## ASSIGNMENT
In the entries that follow, find each line with the word "bool" and copy it.

## EXCERPTED DATA
____

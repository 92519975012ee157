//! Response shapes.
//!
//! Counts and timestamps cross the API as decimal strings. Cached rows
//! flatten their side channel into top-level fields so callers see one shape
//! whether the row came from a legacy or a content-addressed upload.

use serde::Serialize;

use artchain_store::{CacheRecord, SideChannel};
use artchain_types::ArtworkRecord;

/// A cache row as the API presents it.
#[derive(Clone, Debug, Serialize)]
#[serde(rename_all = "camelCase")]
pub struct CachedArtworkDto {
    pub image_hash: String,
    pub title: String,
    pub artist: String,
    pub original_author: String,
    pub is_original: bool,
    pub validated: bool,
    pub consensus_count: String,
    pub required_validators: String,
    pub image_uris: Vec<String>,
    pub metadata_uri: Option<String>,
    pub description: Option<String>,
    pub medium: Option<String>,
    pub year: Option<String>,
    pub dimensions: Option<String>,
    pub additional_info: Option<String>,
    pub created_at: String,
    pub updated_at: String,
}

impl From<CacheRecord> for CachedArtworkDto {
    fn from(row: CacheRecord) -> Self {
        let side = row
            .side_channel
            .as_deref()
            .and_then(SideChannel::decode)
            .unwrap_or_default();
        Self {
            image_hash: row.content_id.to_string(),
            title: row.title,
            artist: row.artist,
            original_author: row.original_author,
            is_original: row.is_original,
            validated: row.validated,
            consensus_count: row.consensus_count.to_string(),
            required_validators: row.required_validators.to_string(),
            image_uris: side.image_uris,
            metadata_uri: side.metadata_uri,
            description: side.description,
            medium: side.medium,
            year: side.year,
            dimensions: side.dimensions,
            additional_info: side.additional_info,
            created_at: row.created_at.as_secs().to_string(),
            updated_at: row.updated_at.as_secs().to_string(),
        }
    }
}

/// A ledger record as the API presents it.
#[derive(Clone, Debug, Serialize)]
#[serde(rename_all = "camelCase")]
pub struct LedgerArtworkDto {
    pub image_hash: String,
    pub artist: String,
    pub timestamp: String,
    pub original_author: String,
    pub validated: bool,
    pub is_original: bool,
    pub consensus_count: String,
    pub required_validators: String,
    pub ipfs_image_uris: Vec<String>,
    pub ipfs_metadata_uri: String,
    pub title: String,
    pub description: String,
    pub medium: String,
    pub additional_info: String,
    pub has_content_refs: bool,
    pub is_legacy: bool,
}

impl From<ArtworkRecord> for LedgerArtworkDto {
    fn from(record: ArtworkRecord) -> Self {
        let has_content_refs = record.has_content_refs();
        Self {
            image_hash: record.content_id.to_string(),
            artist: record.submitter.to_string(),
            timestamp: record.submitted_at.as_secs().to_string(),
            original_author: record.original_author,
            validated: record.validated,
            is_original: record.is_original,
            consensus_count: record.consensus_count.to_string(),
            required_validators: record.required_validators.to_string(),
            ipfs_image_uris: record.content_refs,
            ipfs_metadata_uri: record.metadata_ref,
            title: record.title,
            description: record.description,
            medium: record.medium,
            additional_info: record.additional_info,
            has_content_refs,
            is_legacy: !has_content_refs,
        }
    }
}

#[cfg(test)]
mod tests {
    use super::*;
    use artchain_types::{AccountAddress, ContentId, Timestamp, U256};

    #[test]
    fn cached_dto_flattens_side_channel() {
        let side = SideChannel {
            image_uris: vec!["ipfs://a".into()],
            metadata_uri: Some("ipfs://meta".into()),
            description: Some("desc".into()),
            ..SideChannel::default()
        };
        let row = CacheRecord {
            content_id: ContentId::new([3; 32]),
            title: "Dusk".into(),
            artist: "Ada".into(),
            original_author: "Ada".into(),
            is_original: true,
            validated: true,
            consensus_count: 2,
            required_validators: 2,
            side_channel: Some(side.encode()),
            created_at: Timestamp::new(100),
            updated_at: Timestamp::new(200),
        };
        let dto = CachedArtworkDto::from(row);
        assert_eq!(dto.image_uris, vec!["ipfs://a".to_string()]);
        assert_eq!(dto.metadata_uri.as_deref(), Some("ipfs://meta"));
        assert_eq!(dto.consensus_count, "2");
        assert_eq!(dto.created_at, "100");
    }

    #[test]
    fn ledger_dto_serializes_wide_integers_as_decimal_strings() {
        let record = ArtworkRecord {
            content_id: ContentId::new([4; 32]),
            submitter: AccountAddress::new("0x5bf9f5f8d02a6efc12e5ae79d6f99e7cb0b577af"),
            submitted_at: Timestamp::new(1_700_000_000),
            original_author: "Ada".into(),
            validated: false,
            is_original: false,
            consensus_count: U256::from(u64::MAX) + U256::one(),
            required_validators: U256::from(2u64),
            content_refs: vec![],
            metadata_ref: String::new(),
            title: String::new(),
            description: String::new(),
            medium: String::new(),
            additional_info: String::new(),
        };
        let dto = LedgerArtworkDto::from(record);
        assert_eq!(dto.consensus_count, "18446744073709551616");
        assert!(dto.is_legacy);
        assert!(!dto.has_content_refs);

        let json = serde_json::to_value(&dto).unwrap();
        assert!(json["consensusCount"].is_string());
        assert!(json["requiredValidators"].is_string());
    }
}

____

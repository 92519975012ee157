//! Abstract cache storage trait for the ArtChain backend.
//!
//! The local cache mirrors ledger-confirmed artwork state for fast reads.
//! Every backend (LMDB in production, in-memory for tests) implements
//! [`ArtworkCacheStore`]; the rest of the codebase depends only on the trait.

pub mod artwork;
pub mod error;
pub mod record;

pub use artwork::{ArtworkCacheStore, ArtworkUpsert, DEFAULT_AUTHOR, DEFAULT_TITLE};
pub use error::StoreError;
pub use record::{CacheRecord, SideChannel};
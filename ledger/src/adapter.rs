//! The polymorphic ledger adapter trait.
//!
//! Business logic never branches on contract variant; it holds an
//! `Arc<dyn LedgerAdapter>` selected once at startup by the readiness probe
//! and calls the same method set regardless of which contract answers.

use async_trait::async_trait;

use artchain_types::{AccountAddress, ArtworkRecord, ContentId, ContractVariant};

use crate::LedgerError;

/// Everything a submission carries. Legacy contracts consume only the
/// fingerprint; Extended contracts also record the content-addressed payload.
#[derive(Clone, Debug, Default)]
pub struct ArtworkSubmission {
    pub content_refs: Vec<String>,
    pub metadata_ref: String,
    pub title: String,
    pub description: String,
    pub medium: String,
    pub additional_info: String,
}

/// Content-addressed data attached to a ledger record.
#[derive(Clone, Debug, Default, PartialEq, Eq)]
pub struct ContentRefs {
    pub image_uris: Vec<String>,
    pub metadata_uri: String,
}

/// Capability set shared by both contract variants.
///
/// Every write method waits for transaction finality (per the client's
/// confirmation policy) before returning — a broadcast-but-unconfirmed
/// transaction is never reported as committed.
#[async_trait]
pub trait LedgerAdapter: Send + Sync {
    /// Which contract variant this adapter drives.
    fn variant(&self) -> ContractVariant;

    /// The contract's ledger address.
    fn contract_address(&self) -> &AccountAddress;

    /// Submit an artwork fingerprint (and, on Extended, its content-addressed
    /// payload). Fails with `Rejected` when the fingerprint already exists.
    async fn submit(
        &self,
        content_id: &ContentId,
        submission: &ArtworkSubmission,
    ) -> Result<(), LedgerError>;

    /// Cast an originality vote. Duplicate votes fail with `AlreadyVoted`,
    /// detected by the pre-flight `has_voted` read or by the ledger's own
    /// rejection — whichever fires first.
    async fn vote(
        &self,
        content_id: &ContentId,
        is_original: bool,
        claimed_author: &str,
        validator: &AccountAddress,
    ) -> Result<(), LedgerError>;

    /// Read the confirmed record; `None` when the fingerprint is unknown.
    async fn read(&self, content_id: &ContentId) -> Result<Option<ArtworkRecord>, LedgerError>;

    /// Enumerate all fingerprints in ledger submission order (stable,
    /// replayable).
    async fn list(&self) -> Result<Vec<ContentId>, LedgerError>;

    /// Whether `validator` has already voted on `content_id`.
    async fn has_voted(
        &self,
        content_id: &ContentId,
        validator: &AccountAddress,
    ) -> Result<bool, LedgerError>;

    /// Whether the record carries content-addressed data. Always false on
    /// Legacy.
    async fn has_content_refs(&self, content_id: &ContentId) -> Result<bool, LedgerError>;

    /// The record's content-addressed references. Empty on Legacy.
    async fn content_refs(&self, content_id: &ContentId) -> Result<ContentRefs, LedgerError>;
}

____

## EXERCISE RESULT
    pub is_original: bool,
    pub validated: bool,
    pub validated: bool,
    pub is_original: bool,
    pub has_content_refs: bool,
    pub is_legacy: bool,
        is_original: bool,
    ) -> Result<bool, LedgerError>;
    async fn has_content_refs(&self, content_id: &ContentId) -> Result<bool, LedgerError>;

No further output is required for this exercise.